Collected data:

········

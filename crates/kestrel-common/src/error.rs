//! Error types for KestrelDB.

use thiserror::Error;

/// Result type alias using KestrelError.
pub type Result<T> = std::result::Result<T, KestrelError>;

/// Errors that can occur in KestrelDB operations.
#[derive(Debug, Error)]
pub enum KestrelError {
    // I/O errors
    #[error("I/O error: {0}")]
    Io(#[from] std::io::Error),

    #[error("Invalid argument: {0}")]
    InvalidArgument(String),

    /// A delta list would exceed its 16-bit size limit. The entry is
    /// dropped; callers treat this as "do not index", not as a failure.
    #[error("Delta list overflow")]
    Overflow,

    /// The request has been parked by the I/O subsystem and will be
    /// restarted when the page read completes. Not a failure: the caller
    /// must do nothing further with the request.
    #[error("Request queued behind a page read")]
    Queued,

    #[error("Buffer error: {0}")]
    BufferError(String),

    #[error("Corrupt data: {0}")]
    CorruptData(String),

    #[error("Bad state: {0}")]
    BadState(String),

    /// A collision entry was inserted onto a collision entry. Expected
    /// (and swallowed) while replaying closed chapters during rebuild.
    #[error("Duplicate record name")]
    DuplicateName,

    #[error("Index was not saved cleanly")]
    NotSavedCleanly,

    #[error("Unsupported version: {0}")]
    UnsupportedVersion(String),

    #[error("Index busy: {0}")]
    Busy(String),

    #[error("Chapter commit failed: {0}")]
    ChapterWrite(String),

    #[error("Configuration error: {0}")]
    ConfigError(String),
}

impl KestrelError {
    /// Returns true for the retryable parked-request marker.
    pub fn is_queued(&self) -> bool {
        matches!(self, KestrelError::Queued)
    }
}

#[cfg(test)]
mod tests {
    use super::*;
    use std::io::{Error as IoError, ErrorKind};

    #[test]
    fn test_io_error_conversion() {
        let io_err = IoError::new(ErrorKind::NotFound, "file not found");
        let err: KestrelError = io_err.into();
        assert!(matches!(err, KestrelError::Io(_)));
        assert!(err.to_string().contains("I/O error"));
    }

    #[test]
    fn test_overflow_display() {
        let err = KestrelError::Overflow;
        assert_eq!(err.to_string(), "Delta list overflow");
    }

    #[test]
    fn test_queued_is_not_confused_with_errors() {
        assert!(KestrelError::Queued.is_queued());
        assert!(!KestrelError::Overflow.is_queued());
        assert!(!KestrelError::DuplicateName.is_queued());
    }

    #[test]
    fn test_corrupt_data_display() {
        let err = KestrelError::CorruptData("bad page nonce".to_string());
        assert_eq!(err.to_string(), "Corrupt data: bad page nonce");
    }

    #[test]
    fn test_bad_state_display() {
        let err = KestrelError::BadState("entry is at end of list".to_string());
        assert_eq!(err.to_string(), "Bad state: entry is at end of list");
    }

    #[test]
    fn test_not_saved_cleanly_display() {
        assert_eq!(
            KestrelError::NotSavedCleanly.to_string(),
            "Index was not saved cleanly"
        );
    }

    #[test]
    fn test_chapter_write_display() {
        let err = KestrelError::ChapterWrite("disk full".to_string());
        assert_eq!(err.to_string(), "Chapter commit failed: disk full");
    }

    #[test]
    fn test_error_is_send_sync() {
        fn assert_send_sync<T: Send + Sync>() {}
        assert_send_sync::<KestrelError>();
    }
}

········

Could you copy every line in the records that holds "list"?

    /// A delta list would exceed its 16-bit size limit. The entry is
    #[error("Delta list overflow")]
        assert_eq!(err.to_string(), "Delta list overflow");
        let err = KestrelError::BadState("entry is at end of list".to_string());
        assert_eq!(err.to_string(), "Bad state: entry is at end of list");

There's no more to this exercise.